The US central bank, the FED, announced the highly anticipated interest rate decision. The Fed kept the interest rate constant in the range of 0 – 0.25, in line with expectations. While the Bitcoin price suddenly rose and then regressed with the FED’s decision, the gold price first regressed and then returned to its former position. Since the decision has been priced before, it has not created a serious change in the markets for now. The focus, however, will be on Fed Chairman Jerome Powell’s speech. Jerome Powell is holding a press conference half an hour after the verdict. Eyes on Jerome Powell’s statements… As Somanews, we have compiled the details for you, let’s examine the subject together… The article will be constantly updated with the new statements of the FED Chairman. Update the page constantly so you don’t miss the explanations!
Fed Chairman speaks: Here are Jerome Powell’s statements
The US central bank, the Fed, announced its expected interest rate decision. The Fed kept the interest rate constant in the range of 0 – 0.25. However, it was stated in the resolution text that it would be appropriate to start interest rate hikes soon. In addition, it was stated that the operation to reduce the balance sheet would follow the tightening. In the text of the decision, it was announced that the asset purchase operation will be completed at the beginning of March. In the text, it was also emphasized that the risks continue due to the new Covid variants regarding the economic outlook, while the economy and employment are strong and the employment gains are solid.
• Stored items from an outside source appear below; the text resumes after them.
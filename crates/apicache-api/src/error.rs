//! # API Error Types
//!
//! Handler errors and their JSON rendering.

use axum::http::StatusCode;
use axum::response::{IntoResponse, Response};
use thiserror::Error;

use crate::repository::RepositoryError;

/// API-level errors
#[derive(Debug, Error)]
pub enum ApiError {
    #[error("Entity not found: {entity_type} with id '{id}'")]
    NotFound { entity_type: String, id: String },

    #[error("Invalid input: {0}")]
    InvalidInput(String),
}

impl ApiError {
    pub fn user_not_found(id: i64) -> Self {
        Self::NotFound {
            entity_type: "User".to_string(),
            id: id.to_string(),
        }
    }

    /// Get HTTP status code for this error
    pub const fn status_code(&self) -> StatusCode {
        match self {
            Self::NotFound { .. } => StatusCode::NOT_FOUND,
            Self::InvalidInput(_) => StatusCode::BAD_REQUEST,
        }
    }

    /// Machine-readable error code
    pub const fn error_code(&self) -> &'static str {
        match self {
            Self::NotFound { .. } => "NOT_FOUND",
            Self::InvalidInput(_) => "INVALID_INPUT",
        }
    }
}

impl From<RepositoryError> for ApiError {
    fn from(err: RepositoryError) -> Self {
        match err {
            RepositoryError::NotFound(id) => Self::user_not_found(id),
            RepositoryError::DuplicateEmail(_) => Self::InvalidInput(err.to_string()),
        }
    }
}

impl IntoResponse for ApiError {
    fn into_response(self) -> Response {
        let status = self.status_code();
        let body = serde_json::json!({
            "error": {
                "message": self.to_string(),
                "code": self.error_code(),
            }
        });

        (status, axum::Json(body)).into_response()
    }
}

/// Result type alias for API operations
pub type ApiResult<T> = Result<T, ApiError>;

#[cfg(test)]
mod tests {
    use super::*;

    #[test]
    fn test_repository_errors_map_to_status() {
        assert_eq!(
            ApiError::from(RepositoryError::NotFound(3)).status_code(),
            StatusCode::NOT_FOUND
        );
        assert_eq!(
            ApiError::from(RepositoryError::DuplicateEmail("a@b.c".into())).status_code(),
            StatusCode::BAD_REQUEST
        );
    }
}
#[cfg(test)]
mod tests {
    use super::*;
    use apicache_domain::{Bytes, RecordReader, ValueKind};
    use chrono::{DateTime, FixedOffset, NaiveDate, TimeZone, Timelike};
    use rust_decimal::Decimal;
    use std::collections::HashMap;
    use std::str::FromStr;
    use uuid::Uuid;

    #[derive(Debug, Clone, PartialEq)]
    struct Order {
        id: Uuid,
        placed_at: DateTime<FixedOffset>,
        ship_on: NaiveDate,
        amount: Decimal,
        signature: Bytes,
        lines: Vec<OrderLine>,
        tags: HashMap<String, i64>,
    }

    #[derive(Debug, Clone, PartialEq)]
    struct OrderLine {
        sku: String,
        quantity: u32,
        unit_price: Decimal,
        discount: Option<f64>,
    }

    impl ToValue for Order {
        fn to_value(&self) -> Value {
            Value::record()
                .field("id", &self.id)
                .field("placed_at", &self.placed_at)
                .field("ship_on", &self.ship_on)
                .field("amount", &self.amount)
                .field("signature", &self.signature)
                .field("lines", &self.lines)
                .field("tags", &self.tags)
                .build()
        }
    }

    impl FromValue for Order {
        fn from_value(value: Value) -> apicache_domain::Result<Self> {
            let mut r = RecordReader::new("Order", value)?;
            Ok(Self {
                id: r.take("id")?,
                placed_at: r.take("placed_at")?,
                ship_on: r.take("ship_on")?,
                amount: r.take("amount")?,
                signature: r.take("signature")?,
                lines: r.take("lines")?,
                tags: r.take("tags")?,
            })
        }
    }

    impl ToValue for OrderLine {
        fn to_value(&self) -> Value {
            Value::record()
                .field("sku", &self.sku)
                .field("quantity", &self.quantity)
                .field("unit_price", &self.unit_price)
                .field("discount", &self.discount)
                .build()
        }
    }

    impl FromValue for OrderLine {
        fn from_value(value: Value) -> apicache_domain::Result<Self> {
            let mut r = RecordReader::new("OrderLine", value)?;
            Ok(Self {
                sku: r.take("sku")?,
                quantity: r.take("quantity")?,
                unit_price: r.take("unit_price")?,
                discount: r.take("discount")?,
            })
        }
    }

    fn sample_order() -> Order {
        let offset = FixedOffset::east_opt(5 * 3600 + 1800).unwrap();
        Order {
            id: Uuid::from_u128(0x1234_5678_9abc_def0_1234_5678_9abc_def0),
            placed_at: offset
                .with_ymd_and_hms(2024, 2, 29, 23, 59, 58)
                .unwrap()
                .with_nanosecond(123_456_789)
                .unwrap(),
            ship_on: NaiveDate::from_ymd_opt(2024, 3, 4).unwrap(),
            amount: Decimal::from_str("1049.50").unwrap(),
            signature: Bytes(vec![0xde, 0xad, 0xbe, 0xef, 0x00]),
            lines: vec![
                OrderLine {
                    sku: "KB-01".to_string(),
                    quantity: 2,
                    unit_price: Decimal::from_str("499.75").unwrap(),
                    discount: Some(0.1),
                },
                OrderLine {
                    sku: "CBL-9".to_string(),
                    quantity: 1,
                    unit_price: Decimal::from_str("50.000").unwrap(),
                    discount: None,
                },
            ],
            tags: HashMap::from([("priority".to_string(), 1), ("gift".to_string(), 0)]),
        }
    }


    #[test]
    fn test_bytes_envelope() {
        let text = encode(&Bytes(vec![0x00, 0x01]).to_value()).unwrap();
        assert_eq!(text, r#"{"_spec_type":"bytes","val":"AAE="}"#);

        let back = decode(&text).unwrap();
        assert_eq!(back, Value::Bytes(vec![0x00, 0x01]));
    }

    #[test]
    fn test_nested_record_round_trip() {
        let codec = Codec::default();
        let order = sample_order();

        let text = codec.encode_value(&order).unwrap();
        let back: Order = codec.decode_value(&text).unwrap();

        assert_eq!(back, order);
        // Offset and decimal scale survive, not just the instant and amount.
        assert_eq!(back.placed_at.offset(), order.placed_at.offset());
        assert_eq!(back.lines[1].unit_price.to_string(), "50.000");
    }

    #[test]
    fn test_scalars_round_trip() {
        let codec = Codec::default();
        let values = vec![
            Value::Null,
            Value::Bool(true),
            Value::Int(-17),
            Value::UInt(u64::MAX),
            Value::Float(2.5),
            Value::Float(3.0),
            Value::String("plain".to_string()),
            Value::Date(NaiveDate::from_ymd_opt(1999, 12, 31).unwrap()),
        ];
        for value in values {
            let text = codec.encode(&value).unwrap();
            assert_eq!(codec.decode(&text).unwrap(), value, "round trip of {text}");
        }
    }

    #[test]
    fn test_unknown_tag_fails() {
        let err = decode(r#"{"_spec_type":"complex","val":"1+2j"}"#).unwrap_err();
        assert!(matches!(err, CodecError::UnknownTag(ref tag) if tag == "complex"));
    }

    #[test]
    fn test_unregistered_kind_fails_on_encode() {
        let mut registry = CodecRegistry::builtin();
        registry.unregister(registry::DECIMAL_TAG);
        let codec = Codec::with_registry(CodecOptions::default(), registry);

        let err = codec.encode(&Value::Decimal(Decimal::ONE)).unwrap_err();
        assert!(matches!(err, CodecError::Unsupported(ValueKind::Decimal)));

        let err = codec
            .decode(r#"{"_spec_type":"decimal","val":"1"}"#)
            .unwrap_err();
        assert!(matches!(err, CodecError::UnknownTag(_)));
    }

    #[test]
    fn test_malformed_envelopes() {
        assert!(matches!(
            decode(r#"{"_spec_type":"bytes"}"#).unwrap_err(),
            CodecError::MalformedEnvelope(_)
        ));
        assert!(matches!(
            decode(r#"{"_spec_type":7,"val":"AA=="}"#).unwrap_err(),
            CodecError::MalformedEnvelope(_)
        ));
        assert!(matches!(decode("{not json").unwrap_err(), CodecError::Json(_)));
    }

    #[test]
    fn test_non_finite_float_fails_fast() {
        let err = encode(&Value::Float(f64::NAN)).unwrap_err();
        assert!(matches!(err, CodecError::NonFiniteFloat(_)));
    }

    #[test]
    fn test_depth_bound_nulls_deep_subtree() {
        let codec = Codec::new(CodecOptions {
            max_depth: 3,
            ..CodecOptions::default()
        });
        let deep = Value::List(vec![Value::List(vec![Value::List(vec![Value::Int(1)])])]);

        assert_eq!(codec.encode(&deep).unwrap(), "[[[null]]]");
    }

    #[test]
    fn test_exact_encoding_rejects_deep_subtree() {
        let codec = Codec::new(CodecOptions {
            max_depth: 3,
            ..CodecOptions::default()
        });
        let fits = Value::List(vec![Value::List(vec![Value::Int(1)])]);
        let deep = Value::List(vec![fits.clone()]);

        assert_eq!(codec.encode_exact(&fits).unwrap(), "[[1]]");
        let err = codec.encode_exact(&deep).unwrap_err();
        assert!(matches!(err, CodecError::DepthExceeded(3)));
    }

    #[test]
    fn test_with_options_shares_registry() {
        let mut registry = CodecRegistry::builtin();
        registry.unregister(registry::DECIMAL_TAG);
        let codec = Codec::with_registry(CodecOptions::default(), registry);
        let raw = codec.with_options(CodecOptions {
            storage_safe: false,
            ..CodecOptions::default()
        });

        assert!(!raw.options().storage_safe);
        assert!(matches!(
            raw.encode(&Value::Decimal(Decimal::ONE)).unwrap_err(),
            CodecError::Unsupported(ValueKind::Decimal)
        ));
    }

    #[test]
    fn test_storage_safe_drops_internal_fields() {
        let record = Value::record()
            .field("id", &7_i64)
            .field("__session_state", "persistent")
            .build();

        let safe = Codec::default().encode(&record).unwrap();
        assert_eq!(safe, r#"{"id":7}"#);

        let raw = Codec::new(CodecOptions {
            storage_safe: false,
            ..CodecOptions::default()
        })
        .encode(&record)
        .unwrap();
        assert!(raw.contains("__session_state"));
    }

    #[test]
    fn test_user_map_with_tag_key_is_escaped() {
        let codec = Codec::default();
        let mut map = BTreeMap::new();
        map.insert(TYPE_TAG_FIELD.to_string(), Value::from("bytes"));
        map.insert(VALUE_FIELD.to_string(), Value::from("AAE="));
        let value = Value::Map(map);

        let text = codec.encode(&value).unwrap();
        assert!(text.starts_with(r#"{"_spec_type":"map""#));
        assert_eq!(codec.decode(&text).unwrap(), value);
    }

    #[test]
    fn test_encoding_is_deterministic() {
        let codec = Codec::default();
        let a = codec.encode_value(&sample_order()).unwrap();
        let b = codec.encode_value(&sample_order()).unwrap();
        assert_eq!(a, b);
    }
}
FED decisions came in line with market expectations. Gold and Bitcoin price suddenly dropped with the FED decision, then recovered. Now, Fed Chairman Jerome Powell is speaking. FED Chairman Jerome Powell is holding a press conference half an hour after the announcement of the interest rate decision. Jerome Powell’s first statements are as follows:
In an environment of rising inflation and a strong job market, our policy adapts itself to the evolving economic environment. Economic activity expanded strongly last year. Fiscal and monetary policy support also showed us that the economy is resilient, along with the healthy financial conditions of households and businesses.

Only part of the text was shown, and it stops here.